Mężczyzna został przewieziony do szpitala, gdy zawalił się na niego dom przez wybuch gazu. W wyniku eksplozji konieczna była również ewakuacja pobliskich nieruchomości.
Do eksplozji doszło w domu przy London Road w Blackburn tuż przed godziną 20.00 w niedzielę. Według policji przyczyną wybuchu był problem z gazem na terenie posiadłości.
Wybuch gazu
Ze względu na wybuch gazu konieczna była także ewakuacja ośmiu rodzin z pobliskich domów. Eksplozja spowodowała zawalenie się ścian i dachu domu. Świadkowie mówią, że widzieli, jak budynek wali się wokół mężczyzny.
Mieszkańca domu natychmiast przewieziono do szpitala Royal Preston Hospital. Podobno jego obrażenia nie zagrażają życiu. Hospitalizowany został również inny mężczyzna, do szpitala przewieziono go z niewielkimi obrażeniami.
W sprawie wypowiedział się rzecznik policji w Lancashire:
– Zostaliśmy wezwani tuż przed godziną 20.00 po zgłoszeniu zawalenia się domu przy London Road. Na miejsce szybko przybyły służby ratunkowe, w tym policja, straż pożarna i karetka. Strażacy ewakuowali jednego mężczyznę z budynku. Przewieziono go karetką do szpitala.

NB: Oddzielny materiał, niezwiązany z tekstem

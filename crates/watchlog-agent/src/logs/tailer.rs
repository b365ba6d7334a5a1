// Copyright 2023-Present Datadog, Inc. https://www.datadoghq.com/
// SPDX-License-Identifier: Apache-2.0

//! Polling tailers: one for a single file, one that follows the newest file
//! of a directory.

use std::io;
use std::io::SeekFrom;
use std::path::{Path, PathBuf};
use std::time::SystemTime;

use tokio::fs::File;
use tokio::io::{AsyncReadExt, AsyncSeekExt};
use tracing::{debug, warn};

const READ_CHUNK: usize = 64 * 1024;
/// Bytes read by one poll at most; the rest is picked up by the next polls.
pub const MAX_READ_PER_POLL: u64 = 4 * 1024 * 1024;
/// A line growing past this without a newline is dropped.
pub const MAX_PARTIAL_LINE: usize = 1024 * 1024;

/// Reads what was appended to a file since the previous poll.
#[derive(Debug)]
pub struct FileTailer {
    path: PathBuf,
    offset: u64,
    partial: Vec<u8>,
    /// Inside an oversized line, skipping to its newline.
    discarding: bool,
}

impl FileTailer {
    /// Starts at the current end of the file; existing content is skipped.
    pub async fn attach_at_end(path: impl Into<PathBuf>) -> io::Result<Self> {
        let path = path.into();
        let offset = tokio::fs::metadata(&path).await?.len();
        Ok(Self {
            path,
            offset,
            partial: Vec::new(),
            discarding: false,
        })
    }

    pub fn attach_at_start(path: impl Into<PathBuf>) -> Self {
        Self {
            path: path.into(),
            offset: 0,
            partial: Vec::new(),
            discarding: false,
        }
    }

    pub fn path(&self) -> &Path {
        &self.path
    }

    pub fn offset(&self) -> u64 {
        self.offset
    }

    /// Complete lines appended since the last call, reading at most
    /// [`MAX_READ_PER_POLL`] bytes. A trailing line without newline is kept
    /// until it is finished. A file that shrank is read again from the start.
    pub async fn poll(&mut self) -> io::Result<Vec<String>> {
        let len = tokio::fs::metadata(&self.path).await?.len();
        if len < self.offset {
            debug!(
                "TAILER | {} shrank from {} to {len} bytes, restarting",
                self.path.display(),
                self.offset
            );
            self.offset = 0;
            self.partial.clear();
            self.discarding = false;
        }
        if len == self.offset {
            return Ok(Vec::new());
        }

        let mut file = File::open(&self.path).await?;
        file.seek(SeekFrom::Start(self.offset)).await?;
        let mut remaining = (len - self.offset).min(MAX_READ_PER_POLL);
        let mut chunk = vec![0u8; READ_CHUNK];
        let mut lines = Vec::new();
        while remaining > 0 {
            let want = chunk.len().min(remaining as usize);
            let read = file.read(&mut chunk[..want]).await?;
            if read == 0 {
                break;
            }
            self.offset += read as u64;
            remaining -= read as u64;
            lines.extend(self.absorb(&chunk[..read]));
        }
        Ok(lines)
    }

    fn absorb(&mut self, mut bytes: &[u8]) -> Vec<String> {
        if self.discarding {
            let Some(newline) = bytes.iter().position(|byte| *byte == b'\n') else {
                return Vec::new();
            };
            bytes = &bytes[newline + 1..];
            self.discarding = false;
        }
        self.partial.extend_from_slice(bytes);
        let lines = self.complete_lines();
        if self.partial.len() > MAX_PARTIAL_LINE {
            warn!(
                "TAILER | Dropping a line longer than {MAX_PARTIAL_LINE} bytes in {}",
                self.path.display()
            );
            self.partial.clear();
            self.discarding = true;
        }
        lines
    }

    fn complete_lines(&mut self) -> Vec<String> {
        let Some(last_newline) = self.partial.iter().rposition(|byte| *byte == b'\n') else {
            return Vec::new();
        };
        let rest = self.partial.split_off(last_newline + 1);
        let complete = std::mem::replace(&mut self.partial, rest);
        complete
            .split(|byte| *byte == b'\n')
            .map(|line| line.strip_suffix(b"\r").unwrap_or(line))
            .filter(|line| !line.is_empty())
            .map(|line| String::from_utf8_lossy(line).into_owned())
            .collect()
    }
}

fn has_extension(path: &Path, extension: Option<&str>) -> bool {
    match extension {
        None => true,
        Some(wanted) => path
            .extension()
            .and_then(|ext| ext.to_str())
            .is_some_and(|ext| ext.eq_ignore_ascii_case(wanted)),
    }
}

/// Most recently modified regular file in `dir`, optionally filtered by extension.
pub async fn newest_file(dir: &Path, extension: Option<&str>) -> io::Result<Option<PathBuf>> {
    let mut entries = tokio::fs::read_dir(dir).await?;
    let mut newest: Option<(SystemTime, PathBuf)> = None;
    while let Some(entry) = entries.next_entry().await? {
        let path = entry.path();
        if !has_extension(&path, extension) {
            continue;
        }
        let Ok(metadata) = entry.metadata().await else {
            continue;
        };
        if !metadata.is_file() {
            continue;
        }
        let modified = metadata.modified().unwrap_or(SystemTime::UNIX_EPOCH);
        if newest.as_ref().map_or(true, |(best, _)| modified > *best) {
            newest = Some((modified, path));
        }
    }
    Ok(newest.map(|(_, path)| path))
}

/// Tails the newest matching file of a directory and moves on when a newer
/// one shows up.
#[derive(Debug)]
pub struct DirectoryFollower {
    dir: PathBuf,
    extension: Option<String>,
    tailer: Option<FileTailer>,
}

impl DirectoryFollower {
    /// The file current at attach time is tailed from its end.
    pub async fn attach(dir: impl Into<PathBuf>, extension: Option<&str>) -> io::Result<Self> {
        let dir = dir.into();
        let tailer = match newest_file(&dir, extension).await? {
            Some(path) => Some(FileTailer::attach_at_end(path).await?),
            None => None,
        };
        Ok(Self {
            dir,
            extension: extension.map(str::to_string),
            tailer,
        })
    }

    pub fn current(&self) -> Option<&Path> {
        self.tailer.as_ref().map(FileTailer::path)
    }

    /// Switches to a newer file if there is one. A file picked up this way
    /// is read from its start. Returns whether the followed file changed.
    pub async fn rescan(&mut self) -> io::Result<bool> {
        let Some(newest) = newest_file(&self.dir, self.extension.as_deref()).await? else {
            return Ok(false);
        };
        if self.current() == Some(newest.as_path()) {
            return Ok(false);
        }
        debug!("TAILER | Following {}", newest.display());
        self.tailer = Some(FileTailer::attach_at_start(newest));
        Ok(true)
    }

    pub async fn poll(&mut self) -> io::Result<Vec<String>> {
        match self.tailer.as_mut() {
            Some(tailer) => tailer.poll().await,
            None => Ok(Vec::new()),
        }
    }
}

/// A configured log path: a file, or a directory whose newest file is followed.
#[derive(Debug)]
pub enum LogSource {
    File(FileTailer),
    Directory(DirectoryFollower),
}

impl LogSource {
    pub async fn open(path: &Path, extension: Option<&str>) -> io::Result<Self> {
        if tokio::fs::metadata(path).await?.is_dir() {
            Ok(LogSource::Directory(
                DirectoryFollower::attach(path, extension).await?,
            ))
        } else {
            Ok(LogSource::File(FileTailer::attach_at_end(path).await?))
        }
    }

    pub async fn poll(&mut self) -> io::Result<Vec<String>> {
        match self {
            LogSource::File(tailer) => tailer.poll().await,
            LogSource::Directory(follower) => follower.poll().await,
        }
    }

    pub async fn rescan(&mut self) -> io::Result<bool> {
        match self {
            LogSource::File(_) => Ok(false),
            LogSource::Directory(follower) => follower.rescan().await,
        }
    }
}

#[cfg(test)]
mod tests {
    use super::*;
    use std::fs::{self, OpenOptions};
    use std::io::Write;
    use std::time::Duration;

    fn append(path: &Path, text: &str) {
        let mut file = OpenOptions::new().append(true).create(true).open(path).unwrap();
        file.write_all(text.as_bytes()).unwrap();
    }

    #[tokio::test]
    async fn test_reads_only_appended_lines() {
        let dir = tempfile::tempdir().unwrap();
        let path = dir.path().join("access.log");
        fs::write(&path, "old line\n").unwrap();

        let mut tailer = FileTailer::attach_at_end(&path).await.unwrap();
        assert!(tailer.poll().await.unwrap().is_empty());

        append(&path, "first\nsecond\r\n\n");
        assert_eq!(tailer.poll().await.unwrap(), vec!["first", "second"]);
        assert!(tailer.poll().await.unwrap().is_empty());
    }

    #[tokio::test]
    async fn test_partial_line_waits_for_newline() {
        let dir = tempfile::tempdir().unwrap();
        let path = dir.path().join("app.log");
        fs::write(&path, "").unwrap();
        let mut tailer = FileTailer::attach_at_end(&path).await.unwrap();

        append(&path, "hal");
        assert!(tailer.poll().await.unwrap().is_empty());
        append(&path, "f\nnext");
        assert_eq!(tailer.poll().await.unwrap(), vec!["half"]);
        append(&path, "\n");
        assert_eq!(tailer.poll().await.unwrap(), vec!["next"]);
    }

    #[tokio::test]
    async fn test_oversized_line_is_dropped() {
        let dir = tempfile::tempdir().unwrap();
        let path = dir.path().join("app.log");
        fs::write(&path, "").unwrap();
        let mut tailer = FileTailer::attach_at_end(&path).await.unwrap();

        append(&path, &"x".repeat(MAX_PARTIAL_LINE + 10));
        assert!(tailer.poll().await.unwrap().is_empty());
        assert!(tailer.partial.is_empty());
        append(&path, &format!("{}\nafter\n", "y".repeat(100)));
        assert_eq!(tailer.poll().await.unwrap(), vec!["after"]);
    }

    #[tokio::test]
    async fn test_large_backlog_is_read_over_several_polls() {
        let dir = tempfile::tempdir().unwrap();
        let path = dir.path().join("app.log");
        fs::write(&path, "").unwrap();
        let mut tailer = FileTailer::attach_at_end(&path).await.unwrap();

        let line = "z".repeat(1023);
        let count = (MAX_READ_PER_POLL / 1024) as usize + 100;
        append(&path, &format!("{line}\n").repeat(count));

        let first = tailer.poll().await.unwrap();
        assert_eq!(first.len(), (MAX_READ_PER_POLL / 1024) as usize);
        assert_eq!(tailer.offset(), MAX_READ_PER_POLL);
        let second = tailer.poll().await.unwrap();
        assert_eq!(first.len() + second.len(), count);
        assert!(tailer.poll().await.unwrap().is_empty());
    }

    #[tokio::test]
    async fn test_truncation_restarts_from_zero() {
        let dir = tempfile::tempdir().unwrap();
        let path = dir.path().join("app.log");
        fs::write(&path, "a long first line that will go away\n").unwrap();
        let mut tailer = FileTailer::attach_at_end(&path).await.unwrap();

        fs::write(&path, "fresh\n").unwrap();
        assert_eq!(tailer.poll().await.unwrap(), vec!["fresh"]);
        assert_eq!(tailer.offset(), 6);
    }

    #[tokio::test]
    async fn test_directory_follows_newest_file() {
        let dir = tempfile::tempdir().unwrap();
        let old = dir.path().join("u_ex240101.log");
        fs::write(&old, "before attach\n").unwrap();
        fs::write(dir.path().join("notes.txt"), "ignored\n").unwrap();

        let mut follower = DirectoryFollower::attach(dir.path(), Some("log")).await.unwrap();
        assert_eq!(follower.current(), Some(old.as_path()));
        append(&old, "on old\n");
        assert_eq!(follower.poll().await.unwrap(), vec!["on old"]);

        let new = dir.path().join("u_ex240102.log");
        fs::write(&new, "on new\n").unwrap();
        fs::File::options()
            .write(true)
            .open(&new)
            .unwrap()
            .set_modified(SystemTime::now() + Duration::from_secs(5))
            .unwrap();

        assert!(follower.rescan().await.unwrap());
        assert_eq!(follower.current(), Some(new.as_path()));
        assert_eq!(follower.poll().await.unwrap(), vec!["on new"]);
        assert!(!follower.rescan().await.unwrap());
    }

    #[tokio::test]
    async fn test_source_open_detects_directories() {
        let dir = tempfile::tempdir().unwrap();
        let file = dir.path().join("one.log");
        fs::write(&file, "").unwrap();

        assert!(matches!(
            LogSource::open(dir.path(), None).await.unwrap(),
            LogSource::Directory(_)
        ));
        assert!(matches!(
            LogSource::open(&file, None).await.unwrap(),
            LogSource::File(_)
        ));
        assert!(LogSource::open(&dir.path().join("missing.log"), None).await.is_err());
    }
}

– Ewakuowano także wiele pobliskich nieruchomości. A w Noorani Education Centre przy Hartley Street utworzono tymczasowe miejsce, w którym mogą zatrzymać się ewakuowani mieszkańcy. Jesteśmy bardzo wdzięczni za wsparcie. Prosimy, jeśli to możliwe, aby ludzie unikali tego obszaru – dodał.
Ewakuacja 50 osób
Blackburn i Darwen Borough Council poinformowało, że ewakuowano 50 osób z pobliskich domów w ramach środków ostrożności. Stwierdzono jednak, że nie ma już ryzyka związanego z gazem lub zawaleniem się budynków.
Przewodniczący councilu, Phil Riley powiedział:
– Wybuch gazu musiał być naprawdę przerażający dla wszystkich. Bardzo mi przykro, że jedna rodzina straciła dom. A osiem innych rodzin trzeba było ewakuować. Mam nadzieję, że mężczyzna, który wówczas przebywał w środku, szybko wróci do zdrowia.
– Wiem, że ludzie z lokalnej społeczności zjednoczyli się, aby zapewnić wczoraj wieczorem bezpieczne miejsce dla 50 osób, które musiały opuścić swoje domy. Było to ogromnie pomocne – dodał Riley.